O que nos leva aos quatro reféns judeus metralhados no empório – que ofensa fizeram à figura ou ideias de Maomé? Religiosos, preparavam-se para cumprir os mandamentos relacionados ao shabath (que os muçulmanos antecipam para a sexta-feira). A equivocada decisão de seus familiares de sepultá-los no Monte das Oliveiras, em Jerusalém, não legitima a barbaridade de tirar-lhes a vida. Se judeus devem ser eliminados por serem judeus, o que se legitima é a aberração nazista.

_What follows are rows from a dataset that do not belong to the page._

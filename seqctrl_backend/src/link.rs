//! Byte transports for the synthesizer's line protocol.
//!
//! [`SerialLink`] is all the driver needs: a bidirectional byte stream that can drop unread
//! input. [`TtyLink`] opens a serial device at the 409B's fixed line settings (19200 baud, 8N1,
//! no flow control) and [`ScriptedLink`] answers commands in memory.

use std::cell::RefCell;
use std::collections::VecDeque;
use std::io::{self, Read, Write};
use std::rc::Rc;

pub trait SerialLink: Read + Write {
    /// Discards bytes received but not yet read.
    fn clear_input(&mut self) -> io::Result<()>;
}

impl<L: SerialLink + ?Sized> SerialLink for Box<L> {
    fn clear_input(&mut self) -> io::Result<()> {
        (**self).clear_input()
    }
}

#[cfg(unix)]
pub use tty::TtyLink;

#[cfg(unix)]
mod tty {
    use std::fs::{File, OpenOptions};
    use std::io::{self, Read, Write};
    use std::os::unix::fs::OpenOptionsExt;
    use std::os::unix::io::AsRawFd;

    use super::SerialLink;

    /// Read timeout in tenths of a second; a silent device ends a read with zero bytes.
    const READ_TIMEOUT_DECISECONDS: libc::cc_t = 10;

    fn check(ret: libc::c_int) -> io::Result<()> {
        if ret != 0 {
            return Err(io::Error::last_os_error());
        }
        Ok(())
    }

    /// A serial device configured for the Novatech 409B.
    pub struct TtyLink {
        file: File,
        path: String,
    }

    impl TtyLink {
        pub fn open(path: &str) -> io::Result<Self> {
            let file = OpenOptions::new()
                .read(true)
                .write(true)
                .custom_flags(libc::O_NOCTTY)
                .open(path)?;
            let fd = file.as_raw_fd();
            unsafe {
                let mut tio: libc::termios = std::mem::zeroed();
                check(libc::tcgetattr(fd, &mut tio))?;
                libc::cfmakeraw(&mut tio);
                tio.c_cflag &= !(libc::PARENB | libc::CSTOPB | libc::CSIZE | libc::CRTSCTS);
                tio.c_cflag |= libc::CS8 | libc::CLOCAL | libc::CREAD;
                tio.c_iflag &= !(libc::IXON | libc::IXOFF | libc::IXANY);
                tio.c_cc[libc::VMIN] = 0;
                tio.c_cc[libc::VTIME] = READ_TIMEOUT_DECISECONDS;
                check(libc::cfsetispeed(&mut tio, libc::B19200))?;
                check(libc::cfsetospeed(&mut tio, libc::B19200))?;
                check(libc::tcsetattr(fd, libc::TCSANOW, &tio))?;
            }
            log::debug!("Opened serial link {path} at 19200 8N1");
            Ok(Self {
                file,
                path: path.to_string(),
            })
        }

        pub fn path(&self) -> &str {
            &self.path
        }
    }

    impl Read for TtyLink {
        fn read(&mut self, buf: &mut [u8]) -> io::Result<usize> {
            self.file.read(buf)
        }
    }

    impl Write for TtyLink {
        fn write(&mut self, buf: &[u8]) -> io::Result<usize> {
            self.file.write(buf)
        }
        fn flush(&mut self) -> io::Result<()> {
            self.file.flush()
        }
    }

    impl SerialLink for TtyLink {
        fn clear_input(&mut self) -> io::Result<()> {
            check(unsafe { libc::tcflush(self.file.as_raw_fd(), libc::TCIFLUSH) })
        }
    }

    impl Drop for TtyLink {
        fn drop(&mut self) {
            log::debug!("Closed serial link {}", self.path);
        }
    }
}

/// Shared record of the lines a [`ScriptedLink`] received, plus `"<closed>"` once it is dropped.
pub type Transcript = Rc<RefCell<Vec<String>>>;

/// In-memory device: every complete line written is passed to a responder, whose reply (if any)
/// becomes readable input.
pub struct ScriptedLink {
    responder: Box<dyn FnMut(&str) -> Option<String>>,
    pending: Vec<u8>,
    input: VecDeque<u8>,
    transcript: Transcript,
}

impl ScriptedLink {
    pub fn new<F>(responder: F) -> Self
    where
        F: FnMut(&str) -> Option<String> + 'static,
    {
        Self::with_transcript(responder, Transcript::default())
    }

    pub fn with_transcript<F>(responder: F, transcript: Transcript) -> Self
    where
        F: FnMut(&str) -> Option<String> + 'static,
    {
        Self {
            responder: Box::new(responder),
            pending: Vec::new(),
            input: VecDeque::new(),
            transcript,
        }
    }

    /// Replies `OK` to everything.
    pub fn accepting() -> Self {
        Self::new(|_| Some("OK".to_string()))
    }

    pub fn transcript(&self) -> Transcript {
        self.transcript.clone()
    }

    /// Queues bytes as if the device had sent them unprompted.
    pub fn push_input(&mut self, bytes: &[u8]) {
        self.input.extend(bytes);
    }
}

impl Read for ScriptedLink {
    fn read(&mut self, buf: &mut [u8]) -> io::Result<usize> {
        let n = buf.len().min(self.input.len());
        for (dst, src) in buf.iter_mut().zip(self.input.drain(..n)) {
            *dst = src;
        }
        Ok(n)
    }
}

impl Write for ScriptedLink {
    fn write(&mut self, buf: &[u8]) -> io::Result<usize> {
        self.pending.extend_from_slice(buf);
        while let Some(end) = self.pending.iter().position(|&b| b == b'\n') {
            let line: Vec<u8> = self.pending.drain(..=end).collect();
            let line = String::from_utf8_lossy(&line).trim_end().to_string();
            if let Some(reply) = (self.responder)(&line) {
                self.input.extend(reply.as_bytes());
                self.input.extend(b"\r\n");
            }
            self.transcript.borrow_mut().push(line);
        }
        Ok(buf.len())
    }
    fn flush(&mut self) -> io::Result<()> {
        Ok(())
    }
}

impl SerialLink for ScriptedLink {
    fn clear_input(&mut self) -> io::Result<()> {
        self.input.clear();
        Ok(())
    }
}

impl Drop for ScriptedLink {
    fn drop(&mut self) {
        self.transcript.borrow_mut().push("<closed>".to_string());
    }
}
//! Static lookup from channel names to hardware addresses.
//!
//! A [`ChannelMap`] is built once from configuration (see [`crate::config::Settings::channel_map`])
//! and is immutable afterwards. Channel names are resolved here, at the boundary, so that the
//! [`encoder`] and the [`Sequencer`] only ever see integer addresses.
//!
//! ## Address conventions
//!
//! - [`ChannelKind::Analog`]: `address / 8` selects one of four DAC boards, `address % 8` the
//!   channel within the board. Valid addresses are `0..32`.
//! - [`ChannelKind::Digital`]: `address / 16` selects one of three line boards, `address % 16`
//!   the line. Addresses on a fourth board are accepted but never reach the hardware.
//! - [`ChannelKind::Synth`]: one of the four synthesizer output channels, `0..4`.
//!
//! [`encoder`]: crate::encoder
//! [`Sequencer`]: crate::sequencer::Sequencer

use indexmap::IndexMap;
use regex::Regex;
use std::fmt;
use std::sync::OnceLock;

use crate::encoder::{ANALOG_CHANNELS, DIGITAL_LINES_PER_BOARD, DIGITAL_BOARDS};
use crate::error::CompileError;
use crate::synth::SYNTH_CHANNELS;

fn name_pattern() -> &'static Regex {
    static PATTERN: OnceLock<Regex> = OnceLock::new();
    PATTERN.get_or_init(|| Regex::new(r"^[A-Za-z_][A-Za-z0-9_]*$").unwrap())
}

/// Kind of output a channel drives.
#[derive(Debug, Clone, Copy, PartialEq, Eq, Hash)]
pub enum ChannelKind {
    Analog,
    Digital,
    Synth,
}
impl fmt::Display for ChannelKind {
    fn fmt(&self, f: &mut fmt::Formatter) -> fmt::Result {
        write!(
            f,
            "{}",
            match self {
                ChannelKind::Analog => "analog",
                ChannelKind::Digital => "digital",
                ChannelKind::Synth => "synthesizer",
            }
        )
    }
}

/// A named output channel.
#[derive(Debug, Clone, PartialEq, Eq)]
pub struct Channel {
    name: String,
    kind: ChannelKind,
    address: usize,
}

impl Channel {
    pub fn name(&self) -> &str {
        &self.name
    }
    pub fn kind(&self) -> ChannelKind {
        self.kind
    }
    pub fn address(&self) -> usize {
        self.address
    }
    /// Board index of the channel, `None` for synthesizer channels.
    pub fn board(&self) -> Option<usize> {
        match self.kind {
            ChannelKind::Analog => Some(self.address / 8),
            ChannelKind::Digital => Some(self.address / DIGITAL_LINES_PER_BOARD),
            ChannelKind::Synth => None,
        }
    }
}
impl fmt::Display for Channel {
    fn fmt(&self, f: &mut fmt::Formatter<'_>) -> fmt::Result {
        write!(f, "{}({} @ {})", self.name, self.kind, self.address)
    }
}

/// Name-to-address table for every channel of the setup.
///
/// Channels keep the order in which they were registered.
///
/// # Example
/// ```
/// use seqcompiler_backend::*;
///
/// let mut channels = ChannelMap::new();
/// channels.add_analog("coil_sum", 0).unwrap();
/// channels.add_digital("shutter", 3).unwrap();
/// channels.add_synth("cooling_freq", 0).unwrap();
///
/// assert_eq!(channels.resolve("shutter", ChannelKind::Digital).unwrap(), 3);
/// assert!(channels.resolve("shutter", ChannelKind::Analog).is_err());
/// assert!(channels.resolve("missing", ChannelKind::Analog).is_err());
/// ```
#[derive(Debug, Clone, Default)]
pub struct ChannelMap {
    channels: IndexMap<String, Channel>,
}

impl ChannelMap {
    pub fn new() -> Self {
        Self {
            channels: IndexMap::new(),
        }
    }

    pub fn len(&self) -> usize {
        self.channels.len()
    }

    pub fn is_empty(&self) -> bool {
        self.channels.is_empty()
    }

    pub fn get(&self, name: &str) -> Option<&Channel> {
        self.channels.get(name)
    }

    pub fn names(&self) -> Vec<String> {
        self.channels.keys().cloned().collect()
    }

    /// Iterates over the channels of one kind in registration order.
    pub fn of_kind(&self, kind: ChannelKind) -> impl Iterator<Item = &Channel> {
        self.channels.values().filter(move |chan| chan.kind == kind)
    }

    pub fn add_analog(&mut self, name: &str, address: usize) -> Result<(), CompileError> {
        self.add_channel(name, ChannelKind::Analog, address)
    }

    pub fn add_digital(&mut self, name: &str, address: usize) -> Result<(), CompileError> {
        self.add_channel(name, ChannelKind::Digital, address)
    }

    pub fn add_synth(&mut self, name: &str, address: usize) -> Result<(), CompileError> {
        self.add_channel(name, ChannelKind::Synth, address)
    }

    /// Registers a channel after checking its name and address.
    ///
    /// Names follow the identifier convention of the settings file (`[A-Za-z_][A-Za-z0-9_]*`).
    /// Each address of a kind belongs to at most one name.
    pub fn add_channel(
        &mut self,
        name: &str,
        kind: ChannelKind,
        address: usize,
    ) -> Result<(), CompileError> {
        if !name_pattern().is_match(name) {
            return Err(CompileError::InvalidChannelName(name.to_string()));
        }
        if self.channels.contains_key(name) {
            return Err(CompileError::ChannelAlreadyRegistered {
                name: name.to_string(),
            });
        }
        let limit = match kind {
            ChannelKind::Analog => Some(ANALOG_CHANNELS),
            ChannelKind::Synth => Some(SYNTH_CHANNELS),
            ChannelKind::Digital => None,
        };
        if let Some(limit) = limit {
            if address >= limit {
                return Err(CompileError::InvalidAddress {
                    name: name.to_string(),
                    kind,
                    address,
                    limit,
                });
            }
        }
        if let Some(owner) = self
            .channels
            .values()
            .find(|chan| chan.kind == kind && chan.address == address)
        {
            return Err(CompileError::AddressAlreadyRegistered {
                name: name.to_string(),
                kind,
                address,
                owner: owner.name.clone(),
            });
        }
        if kind == ChannelKind::Digital && address >= DIGITAL_BOARDS * DIGITAL_LINES_PER_BOARD {
            log::warn!(
                "Digital channel {name} at address {address} is not on any of the {DIGITAL_BOARDS} boards and will never be output"
            );
        }
        self.channels.insert(
            name.to_string(),
            Channel {
                name: name.to_string(),
                kind,
                address,
            },
        );
        Ok(())
    }

    /// Looks up a channel by name and checks that it is of the expected kind.
    pub fn channel(&self, name: &str, kind: ChannelKind) -> Result<&Channel, CompileError> {
        let chan = self
            .channels
            .get(name)
            .ok_or_else(|| CompileError::UnknownChannel {
                name: name.to_string(),
                registered: self.names(),
            })?;
        if chan.kind != kind {
            return Err(CompileError::ChannelKindMismatch {
                name: name.to_string(),
                expected: kind,
                actual: chan.kind,
            });
        }
        Ok(chan)
    }

    /// Shortcut for `channel(name, kind)?.address()`.
    pub fn resolve(&self, name: &str, kind: ChannelKind) -> Result<usize, CompileError> {
        self.channel(name, kind).map(|chan| chan.address)
    }
}
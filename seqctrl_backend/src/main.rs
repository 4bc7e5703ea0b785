use anyhow::{bail, Context, Result};
use clap::Parser;
use std::path::PathBuf;
use std::sync::Arc;

use seqcompiler_backend::*;
use seqctrl_backend::*;

/// Compiles a demonstration sequence for the channels of a setup and runs it.
#[derive(Parser, Debug)]
#[command(version, about)]
struct Args {
    /// Settings file with the clock, synthesizer link and channel tables
    settings: PathBuf,

    /// Inspect the compiled buffers instead of driving hardware
    #[arg(long)]
    simulate: bool,

    /// NI device whose four 8-line ports carry the output word
    #[arg(long, default_value = "Dev1")]
    device: String,

    /// Number of steps in the demonstration sequence
    #[arg(long, default_value_t = 10)]
    steps: usize,
}

/// Ramps the first analog channel, toggles the first digital line and steps the first
/// synthesizer channel, one update per millisecond.
fn demo_sequence(seq: &mut Sequencer, steps: usize) -> Result<()> {
    let first = |kind: ChannelKind| {
        seq.channels()
            .of_kind(kind)
            .next()
            .map(|ch| ch.name().to_string())
    };
    let analog = first(ChannelKind::Analog);
    let digital = first(ChannelKind::Digital);
    let synth = first(ChannelKind::Synth);

    for i in 0..steps {
        let fraction = i as f64 / steps.max(1) as f64;
        let mut update = Update::new(1e-3);
        if let Some(name) = &analog {
            update = update.analog(name, -5. + 10. * fraction);
        }
        if let Some(name) = &digital {
            update = update.digital(name, i % 2 == 0);
        }
        if let Some(name) = &synth {
            update = update.synth(name, 80. + fraction);
        }
        seq.apply(&update).with_context(|| format!("demo update {i}"))?;
    }
    Ok(())
}

#[cfg(feature = "nidaqmx")]
fn hardware_backend(settings: &Settings, args: &Args) -> Result<Box<dyn ExecutionBackend>> {
    let output = NiOutput::new(&args.device);
    output.reset()?;
    let sink: HardwareSink<NiOutput, TtyLink> = match settings.novatech_serial() {
        Some(serial) => {
            let serial = serial.to_string();
            HardwareSink::with_synth(output, move || TtyLink::open(&serial))
        }
        None => HardwareSink::new(output),
    };
    Ok(Box::new(sink))
}

#[cfg(not(feature = "nidaqmx"))]
fn hardware_backend(_settings: &Settings, args: &Args) -> Result<Box<dyn ExecutionBackend>> {
    bail!(
        "built without the nidaqmx feature, cannot drive {}; use --simulate",
        args.device
    )
}

fn main() -> Result<()> {
    env_logger::init();
    let args = Args::parse();

    let settings = Settings::from_file(&args.settings)?;
    let channels = Arc::new(settings.channel_map()?);
    if channels.is_empty() {
        bail!("{} defines no channels", args.settings.display());
    }

    let mut timer = TickTimer::new();
    let mut seq = Sequencer::new(channels, settings.sequencer_config())?;
    demo_sequence(&mut seq, args.steps)?;
    let program = seq.finish();
    timer.tick_log("Compilation");

    let mut backend: Box<dyn ExecutionBackend> = if args.simulate {
        Box::new(SimulationSink::new())
    } else {
        hardware_backend(&settings, &args)?
    };
    backend.execute(program)?;
    println!("Done");
    Ok(())
}
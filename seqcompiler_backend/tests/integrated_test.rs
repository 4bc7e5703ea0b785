use assert_approx_eq::assert_approx_eq;
use std::sync::Arc;

use seqcompiler_backend::*;

const SETUP: &str = r#"
[clock]
rate = 1e6

[novatech]
min_trigger_width = 100e-6

[ao_ch]
x = 0
y = 1
coil_sum = 9

[do_ch]
shutter = 3
img_trig = 20

[dds_ch]
cooling_freq = 0
repump_freq = 1
"#;

fn sequencer() -> Sequencer {
    let settings = Settings::from_toml_str(SETUP).unwrap();
    let channels = Arc::new(settings.channel_map().unwrap());
    Sequencer::new(channels, settings.sequencer_config()).unwrap()
}

#[test]
fn two_independent_analog_updates() {
    let mut seq = sequencer();
    assert_eq!(seq.update(1e-3, &[("x", 5.0)], &[], &[]), Ok(100));
    assert_eq!(seq.update(1e-3, &[("y", -5.0)], &[], &[]), Ok(1100));
    let program = seq.finish();
    let words = program.words();

    let (addr, v) = decode_analog(words[98]).unwrap();
    assert_eq!(addr, 0);
    assert_approx_eq!(v, 5.0, ANALOG_STEP);
    assert!(is_strobed(words[98]) && !is_strobed(words[99]));
    assert_eq!(payload(words[98]), words[99]);

    let (addr, v) = decode_analog(words[1098]).unwrap();
    assert_eq!(addr, 1);
    assert_approx_eq!(v, -5.0, ANALOG_STEP);

    assert_eq!(words[100], EPOCH_TRIGGER);
    assert_eq!(words[1100], EPOCH_TRIGGER);
    // Nothing else was written
    let written = words.iter().filter(|&&w| w != 0).count();
    assert_eq!(written, 6);
}

#[test]
fn decoded_analog_values_match_requested() {
    let mut seq = sequencer();
    let values = [-10.0, -3.3, 0.0, 0.25, 7.77, 10.0];
    let mut steps = Vec::new();
    for v in values {
        steps.push(seq.update(10e-6, &[("coil_sum", v)], &[], &[]).unwrap());
    }
    let words = seq.words();
    for (step, v) in steps.into_iter().zip(values) {
        let (addr, decoded) = decode_analog(words[step - 1]).unwrap();
        assert_eq!(addr, 9);
        assert!((decoded - v).abs() < ANALOG_STEP);
    }
}

#[test]
fn digital_update_roundtrip() {
    let mut seq = sequencer();
    let step = seq
        .update(1e-3, &[], &[("shutter", true), ("img_trig", true)], &[])
        .unwrap();
    let words = seq.words().to_vec();
    assert_eq!(decode_digital(&words[step - 6..step]), vec![3, 20]);

    let step = seq
        .update(1e-3, &[], &[("img_trig", false)], &[])
        .unwrap();
    let words = seq.words().to_vec();
    assert!(decode_digital(&words[step - 6..step]).is_empty());
}

#[test]
fn synthesizer_table_follows_updates() {
    let mut seq = sequencer();
    seq.update(
        1e-3,
        &[("x", 1.)],
        &[("shutter", true)],
        &[("cooling_freq", 80.0), ("repump_freq", 110.5)],
    )
    .unwrap();
    seq.update(1e-3, &[], &[], &[("cooling_freq", 82.25)]).unwrap();
    seq.update(1e-3, &[("x", 2.)], &[], &[]).unwrap();

    let program = seq.finish();
    assert_eq!(program.row_count(), 2);
    let rows = program.synth_rows();
    assert_eq!(rows.row(0).to_vec(), vec![80.0, 110.5, 0., 0.]);
    assert_eq!(rows.row(1).to_vec(), vec![82.25, 110.5, 0., 0.]);

    // One trigger window per row, each ending at its update's boundary
    let words = program.words();
    let flagged: Vec<usize> = (0..program.sample_count())
        .filter(|&i| words[i] & SYNTH_TRIGGER != 0)
        .collect();
    assert_eq!(flagged.len(), 200);
    assert_eq!(flagged[0], 0);
    assert_eq!(flagged[99], 99);
    assert_eq!(flagged[100], 1000);
    assert_eq!(flagged[199], 1099);
}

#[test]
fn synthesizer_updates_too_close_together() {
    let mut seq = sequencer();
    seq.update(50e-6, &[], &[], &[("cooling_freq", 80.0)]).unwrap();
    assert!(matches!(
        seq.update(1e-3, &[], &[], &[("repump_freq", 110.0)]),
        Err(CompileError::SynthTriggerCollision { .. })
    ));
    // Non-synthesizer updates may still follow
    assert_eq!(seq.update(1e-3, &[("x", 0.)], &[], &[]), Ok(150));
}

#[test]
fn collision_is_cumulative() {
    let mut seq = sequencer();
    seq.update(1e-3, &[("x", 1.)], &[], &[]).unwrap();
    seq.update(4e-6, &[("y", 1.)], &[], &[]).unwrap();
    // Boundary 1104: the two analog pairs plus the digital block need [1094, 1104)
    assert!(matches!(
        seq.update(
            1e-3,
            &[("x", 1.), ("y", 1.)],
            &[("shutter", true)],
            &[]
        ),
        Err(CompileError::WriteCollision { .. })
    ));
    // Only x fits
    assert_eq!(seq.update(1e-3, &[("x", 1.)], &[], &[]), Ok(1104));
}

#[test]
fn boundaries_stay_on_exact_ticks_over_a_long_run() {
    let mut seq = sequencer();
    let mut expected = 100;
    for _ in 0..200 {
        assert_eq!(seq.update(1e-3, &[], &[], &[]), Ok(expected));
        expected += 1000;
    }
    // Synthesizer updates exactly one trigger width apart, deep into the run
    for _ in 0..20 {
        assert_eq!(
            seq.update(100e-6, &[], &[], &[("cooling_freq", 80.)]),
            Ok(expected)
        );
        expected += 100;
    }
    assert_eq!(seq.row_count(), 20);
    assert_eq!(seq.step(), expected);
}

#[test]
fn mixed_durations_sum_to_whole_ticks() {
    let mut seq = sequencer();
    let durations = [(1e-4, 100), (1e-3, 1000), (3e-6, 3), (7e-5, 70)];
    let mut expected = 100;
    for i in 0..2000 {
        let (duration, ticks) = durations[i % durations.len()];
        // One analog pair per update: a boundary one step early would hit the previous epoch word
        assert_eq!(seq.update(duration, &[("x", 1.)], &[], &[]), Ok(expected));
        expected += ticks;
    }
    assert_eq!(seq.finish().sample_count(), expected);
}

Homenagear os policiais fuzilados e identificar-se com o laicismo constitui uma opção política única e crucial, talvez a mais importante no atual estágio de aperfeiçoamento da democracia. O servidor do Estado, independentemente das suas convicções, é servidor de uma entidade plural, diversificada e isonômica. O laicismo incorpora as três palavras-chave da Revolução dos Direitos Humanos chamada de Revolução Francesa: liberdade, fraternidade, igualdade. O laicismo não é contra a fé, mas a favor de todas as crenças e inclusive da descrença. Ao libertar a religião das tarefas temporais que cabem ao Estado, oferece-se a ela a liberdade de envolver-se exclusivamente com a esfera da espiritualidade.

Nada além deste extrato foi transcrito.